Paper detail

In-vivo mutation rates and fitness landscape of HIV-1

Mutation rates and fitness costs of deleterious mutations are difficult to measure in vivo but essential for a quantitative understanding of evolution. Using whole genome deep sequencing data from longitudinal samples during untreated HIV-1 infection, we estimated mutation rates and fitness costs in HIV-1 from the temporal dynamics of genetic variation. At approximately neutral sites, mutations accumulate with a rate of 1.2 x 10^-5 per site per day, in agreement with the rate measured in cell cultures. The rate from G to A is largest, followed by the other transitions C to T, T to C, and A to G, while transversions are more rare.

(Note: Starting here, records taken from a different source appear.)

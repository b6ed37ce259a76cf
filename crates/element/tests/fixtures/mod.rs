#![allow(dead_code)]

use futures_util::FutureExt;
use futures_util::future::LocalBoxFuture;
use hatch_element::{ElementError, MountProps, RenderCapability};
use std::cell::{Cell, RefCell};
use std::rc::Rc;
use tokio::sync::watch;

pub type ModuleFuture = LocalBoxFuture<'static, Result<Rc<RecordingRender>, ElementError>>;

/// Render capability that records every call.
#[derive(Default)]
pub struct RecordingRender {
    mounts: RefCell<Vec<MountProps>>,
    unmounts: RefCell<Vec<u32>>,
    next_handle: Cell<u32>,
    fail: Cell<bool>,
    on_mount: RefCell<Option<Box<dyn Fn()>>>,
}

impl RecordingRender {
    pub fn new() -> Rc<Self> {
        Rc::new(Self::default())
    }

    pub fn failing() -> Rc<Self> {
        let render = Self::default();
        render.fail.set(true);
        Rc::new(render)
    }

    /// Runs `hook` inside `mount`, before the handle is returned.
    pub fn on_mount(&self, hook: impl Fn() + 'static) {
        *self.on_mount.borrow_mut() = Some(Box::new(hook));
    }

    pub fn mounts(&self) -> Vec<MountProps> {
        self.mounts.borrow().clone()
    }

    pub fn unmounts(&self) -> Vec<u32> {
        self.unmounts.borrow().clone()
    }
}

impl RenderCapability for RecordingRender {
    type Handle = u32;

    fn mount(&self, props: &MountProps) -> Result<u32, ElementError> {
        if self.fail.get() {
            return Err(ElementError::render("widget exploded"));
        }
        self.mounts.borrow_mut().push(props.clone());
        if let Some(hook) = self.on_mount.borrow().as_ref() {
            hook();
        }
        let handle = self.next_handle.get() + 1;
        self.next_handle.set(handle);
        Ok(handle)
    }

    fn unmount(&self, handle: u32) {
        self.unmounts.borrow_mut().push(handle);
    }
}

/// Module that resolves immediately.
pub fn ready_module(render: Rc<RecordingRender>) -> impl Fn() -> ModuleFuture {
    move || {
        let render = Rc::clone(&render);
        async move { Ok(render) }.boxed_local()
    }
}

/// Module that always fails to load.
pub fn broken_module() -> impl Fn() -> ModuleFuture {
    || async { Err(ElementError::dependency("chunk failed")) }.boxed_local()
}

/// Holds module loads back until opened.
pub struct Gate {
    tx: watch::Sender<bool>,
    loads: Rc<Cell<u32>>,
}

impl Gate {
    pub fn closed() -> Self {
        Self { tx: watch::channel(false).0, loads: Rc::default() }
    }

    pub fn open(&self) {
        self.tx.send_replace(true);
    }

    /// Module loads started so far.
    pub fn loads(&self) -> u32 {
        self.loads.get()
    }

    pub fn module(&self, render: Rc<RecordingRender>) -> impl Fn() -> ModuleFuture + use<> {
        let rx = self.tx.subscribe();
        let loads = Rc::clone(&self.loads);
        move || {
            loads.set(loads.get() + 1);
            let mut rx = rx.clone();
            let render = Rc::clone(&render);
            async move {
                let _ = rx.wait_for(|open| *open).await;
                Ok(render)
            }
            .boxed_local()
        }
    }
}
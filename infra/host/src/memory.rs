//! In-memory host: a document head, a tag registry and element attributes without a browser.
//!
//! Script fetches are simulated through [`Route`]s: a routed source settles as soon as its
//! node is appended, an unrouted one stays pending until [`MemoryDocument::fire`] is called.

use crate::document::{NodeId, ScriptEvent, ScriptHost, ScriptListener, ScriptRequest};
use crate::error::HostError;
use crate::registry::{ElementHost, TagRegistry};
use fxhash::FxHashMap;
use hatch_kernel::TagGuard;
use std::cell::RefCell;
use std::fmt;
use std::rc::Rc;
use tracing::trace;

#[derive(Debug, Clone, Copy, PartialEq, Eq)]
enum RouteKind {
    Load,
    Error,
    Hold,
}

/// Simulated network response for one script source.
#[derive(Clone)]
pub struct Route {
    kind: RouteKind,
    effect: Option<Rc<dyn Fn()>>,
}

impl Route {
    /// Loads successfully without side effects.
    #[must_use]
    pub const fn load() -> Self {
        Self { kind: RouteKind::Load, effect: None }
    }

    /// Runs `effect` (what executing the script does) and then reports a load.
    #[must_use]
    pub fn load_with(effect: impl Fn() + 'static) -> Self {
        Self { kind: RouteKind::Load, effect: Some(Rc::new(effect)) }
    }

    /// Reports a fetch error.
    #[must_use]
    pub const fn error() -> Self {
        Self { kind: RouteKind::Error, effect: None }
    }

    /// Never settles on its own.
    #[must_use]
    pub const fn hold() -> Self {
        Self { kind: RouteKind::Hold, effect: None }
    }
}

impl fmt::Debug for Route {
    fn fmt(&self, f: &mut fmt::Formatter<'_>) -> fmt::Result {
        f.debug_struct("Route")
            .field("kind", &self.kind)
            .field("effect", &self.effect.is_some())
            .finish()
    }
}

struct AttachedScript {
    id: NodeId,
    request: ScriptRequest,
    listener: Option<Rc<dyn ScriptListener>>,
}

#[derive(Default)]
struct DocumentState {
    next_id: u64,
    head: Vec<AttachedScript>,
    routes: FxHashMap<String, Route>,
    history: Vec<String>,
}

/// Document head kept in memory. Clones share the same document.
#[derive(Clone, Default)]
pub struct MemoryDocument {
    inner: Rc<RefCell<DocumentState>>,
}

impl MemoryDocument {
    #[must_use]
    pub fn new() -> Self {
        Self::default()
    }

    /// Sets how future injections of `src` behave.
    pub fn route(&self, src: impl Into<String>, route: Route) {
        self.inner.borrow_mut().routes.insert(src.into(), route);
    }

    /// Delivers `event` to the first attached script for `src` that still has a listener.
    ///
    /// Returns `false` when no such script exists.
    pub fn fire(&self, src: &str, event: ScriptEvent) -> bool {
        let target = self
            .inner
            .borrow()
            .head
            .iter()
            .find(|script| script.request.src == src && script.listener.is_some())
            .map(|script| script.id);

        target.is_some_and(|id| self.dispatch(id, event))
    }

    /// Scripts currently attached to the head, in insertion order.
    #[must_use]
    pub fn attached(&self) -> Vec<ScriptRequest> {
        self.inner.borrow().head.iter().map(|script| script.request.clone()).collect()
    }

    #[must_use]
    pub fn is_attached(&self, src: &str) -> bool {
        self.inner.borrow().head.iter().any(|script| script.request.src == src)
    }

    #[must_use]
    pub fn contains(&self, node: NodeId) -> bool {
        self.inner.borrow().head.iter().any(|script| script.id == node)
    }

    /// How many times `src` was injected since the document was created.
    #[must_use]
    pub fn injections(&self, src: &str) -> usize {
        self.inner.borrow().history.iter().filter(|seen| *seen == src).count()
    }

    /// Number of scripts still holding a listener.
    #[must_use]
    pub fn listeners(&self) -> usize {
        self.inner.borrow().head.iter().filter(|script| script.listener.is_some()).count()
    }

    fn dispatch(&self, id: NodeId, event: ScriptEvent) -> bool {
        let listener = self
            .inner
            .borrow()
            .head
            .iter()
            .find(|script| script.id == id)
            .and_then(|script| script.listener.clone());

        // The borrow is released here: listeners call back into the document.
        listener.is_some_and(|listener| {
            trace!(node = %id, ?event, "Dispatching script event");
            listener.on_event(event);
            true
        })
    }

    fn respond(&self, id: NodeId, route: &Route) {
        match route.kind {
            RouteKind::Hold => {},
            RouteKind::Load => {
                if let Some(effect) = &route.effect {
                    effect();
                }
                self.dispatch(id, ScriptEvent::Load);
            },
            RouteKind::Error => {
                self.dispatch(id, ScriptEvent::Error);
            },
        }
    }
}

impl ScriptHost for MemoryDocument {
    fn append_script(
        &self,
        request: &ScriptRequest,
        listener: Rc<dyn ScriptListener>,
    ) -> Result<NodeId, HostError> {
        let (id, route) = {
            let mut state = self.inner.borrow_mut();
            state.next_id += 1;
            let id = NodeId(state.next_id);
            state.head.push(AttachedScript { id, request: request.clone(), listener: Some(listener) });
            state.history.push(request.src.clone());
            (id, state.routes.get(&request.src).cloned())
        };

        trace!(node = %id, src = %request.src, "Script appended to head");

        if let Some(route) = route {
            self.respond(id, &route);
        }

        Ok(id)
    }

    fn detach_listener(&self, node: NodeId) {
        if let Some(script) = self.inner.borrow_mut().head.iter_mut().find(|script| script.id == node)
        {
            script.listener = None;
        }
    }

    fn remove_script(&self, node: NodeId) -> Result<(), HostError> {
        let mut state = self.inner.borrow_mut();
        let Some(position) = state.head.iter().position(|script| script.id == node) else {
            return Err(HostError::NodeNotFound { message: node.to_string().into(), context: None });
        };
        state.head.remove(position);
        Ok(())
    }
}

impl fmt::Debug for MemoryDocument {
    fn fmt(&self, f: &mut fmt::Formatter<'_>) -> fmt::Result {
        let state = self.inner.borrow();
        f.debug_struct("MemoryDocument")
            .field("attached", &state.head.len())
            .field("routes", &state.routes.len())
            .field("injections", &state.history.len())
            .finish()
    }
}

/// Tag registry kept in memory. Clones share the same registry.
pub struct MemoryTagRegistry<C> {
    classes: Rc<RefCell<FxHashMap<String, C>>>,
}

impl<C> MemoryTagRegistry<C> {
    #[must_use]
    pub fn new() -> Self {
        Self::default()
    }

    #[must_use]
    pub fn len(&self) -> usize {
        self.classes.borrow().len()
    }

    /// Registered tags, sorted.
    #[must_use]
    pub fn tags(&self) -> Vec<String> {
        let mut tags: Vec<String> = self.classes.borrow().keys().cloned().collect();
        tags.sort();
        tags
    }
}

impl<C: Clone> MemoryTagRegistry<C> {
    #[must_use]
    pub fn get(&self, name: &str) -> Option<C> {
        self.classes.borrow().get(name).cloned()
    }
}

impl<C> Default for MemoryTagRegistry<C> {
    fn default() -> Self {
        Self { classes: Rc::new(RefCell::new(FxHashMap::default())) }
    }
}

impl<C> Clone for MemoryTagRegistry<C> {
    fn clone(&self) -> Self {
        Self { classes: Rc::clone(&self.classes) }
    }
}

impl<C> fmt::Debug for MemoryTagRegistry<C> {
    fn fmt(&self, f: &mut fmt::Formatter<'_>) -> fmt::Result {
        f.debug_struct("MemoryTagRegistry").field("tags", &self.tags()).finish()
    }
}

impl<C> TagRegistry for MemoryTagRegistry<C> {
    type Class = C;

    fn has_tag(&self, name: &str) -> bool {
        self.classes.borrow().contains_key(name)
    }

    fn define(&self, name: &str, class: C) -> Result<(), HostError> {
        TagGuard::verify(name)?;

        let mut classes = self.classes.borrow_mut();
        if classes.contains_key(name) {
            return Err(HostError::AlreadyDefined {
                message: name.to_owned().into(),
                context: Some("MemoryTagRegistry".into()),
            });
        }
        classes.insert(name.to_owned(), class);
        trace!(tag = name, "Element class registered");
        Ok(())
    }
}

/// Element instance with a mutable attribute map.
#[derive(Debug, Clone, Default)]
pub struct MemoryElement {
    attributes: Rc<RefCell<FxHashMap<String, String>>>,
}

impl MemoryElement {
    #[must_use]
    pub fn new() -> Self {
        Self::default()
    }

    #[must_use]
    pub fn with_attribute(self, name: impl Into<String>, value: impl Into<String>) -> Self {
        self.set_attribute(name, value);
        self
    }

    pub fn set_attribute(&self, name: impl Into<String>, value: impl Into<String>) {
        self.attributes.borrow_mut().insert(name.into(), value.into());
    }

    pub fn remove_attribute(&self, name: &str) {
        self.attributes.borrow_mut().remove(name);
    }
}

impl ElementHost for MemoryElement {
    fn attribute(&self, name: &str) -> Option<String> {
        self.attributes.borrow().get(name).cloned()
    }
}
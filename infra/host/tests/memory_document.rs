use hatch_host::{
    HostError, MemoryDocument, Route, ScriptEvent, ScriptHost, ScriptListener, ScriptRequest,
};
use std::cell::RefCell;
use std::rc::Rc;

#[derive(Default)]
struct Recorder {
    events: RefCell<Vec<ScriptEvent>>,
}

impl ScriptListener for Recorder {
    fn on_event(&self, event: ScriptEvent) {
        self.events.borrow_mut().push(event);
    }
}

#[test]
fn request_carries_async_javascript_attributes() {
    let request = ScriptRequest::new("/bundle.js");
    assert!(request.is_async);
    assert_eq!(request.script_type, "text/javascript");
    assert_eq!(request.charset, "utf-8");
}

#[test]
fn error_route_reports_error_synchronously() {
    let document = MemoryDocument::new();
    let recorder = Rc::new(Recorder::default());
    document.route("/missing.js", Route::error());

    let node = document
        .append_script(&ScriptRequest::new("/missing.js"), recorder.clone())
        .expect("append should succeed");

    assert_eq!(*recorder.events.borrow(), vec![ScriptEvent::Error]);
    assert!(document.contains(node));
}

#[test]
fn hold_route_never_settles_on_its_own() {
    let document = MemoryDocument::new();
    let recorder = Rc::new(Recorder::default());
    document.route("/slow.js", Route::hold());

    document
        .append_script(&ScriptRequest::new("/slow.js"), recorder.clone())
        .expect("append should succeed");

    assert!(recorder.events.borrow().is_empty());
    assert_eq!(document.listeners(), 1);
}

#[test]
fn removed_node_leaves_the_head() {
    let document = MemoryDocument::new();
    let recorder = Rc::new(Recorder::default());

    let first = document
        .append_script(&ScriptRequest::new("/a.js"), recorder.clone())
        .expect("append should succeed");
    let second = document
        .append_script(&ScriptRequest::new("/b.js"), recorder)
        .expect("append should succeed");
    assert_ne!(first, second);

    document.remove_script(first).expect("node should be attached");

    assert!(!document.is_attached("/a.js"));
    assert!(document.is_attached("/b.js"));
    assert_eq!(document.injections("/a.js"), 1);
    assert!(matches!(document.remove_script(first), Err(HostError::NodeNotFound { .. })));
}

#[test]
fn fire_targets_the_oldest_listening_node() {
    let document = MemoryDocument::new();
    let first = Rc::new(Recorder::default());
    let second = Rc::new(Recorder::default());

    document.append_script(&ScriptRequest::new("/x.js"), first.clone()).expect("append");
    document.append_script(&ScriptRequest::new("/x.js"), second.clone()).expect("append");

    assert!(document.fire("/x.js", ScriptEvent::Load));
    assert_eq!(*first.events.borrow(), vec![ScriptEvent::Load]);
    assert!(second.events.borrow().is_empty());
    assert!(!document.fire("/nope.js", ScriptEvent::Load));
}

At non-neutral sites, most mutations reduce virus replication; using a model of mutation selection balance, we estimated the fitness cost of mutations at every site in the HIV-1 genome. About half of all nonsynonymous mutations have large fitness costs (greater than 10\%), while most synonymous mutations have costs below 1\%. The cost of synonymous mutations is especially low in most of gag and pol, while much higher costs are observed in important RNA structures and regulatory regions. The intrapatient fitness cost estimates are consistent across multiple patients, suggesting that the deleterious part of the fitness landscape is universal and explains a large fraction of global HIV-1 group M diversity.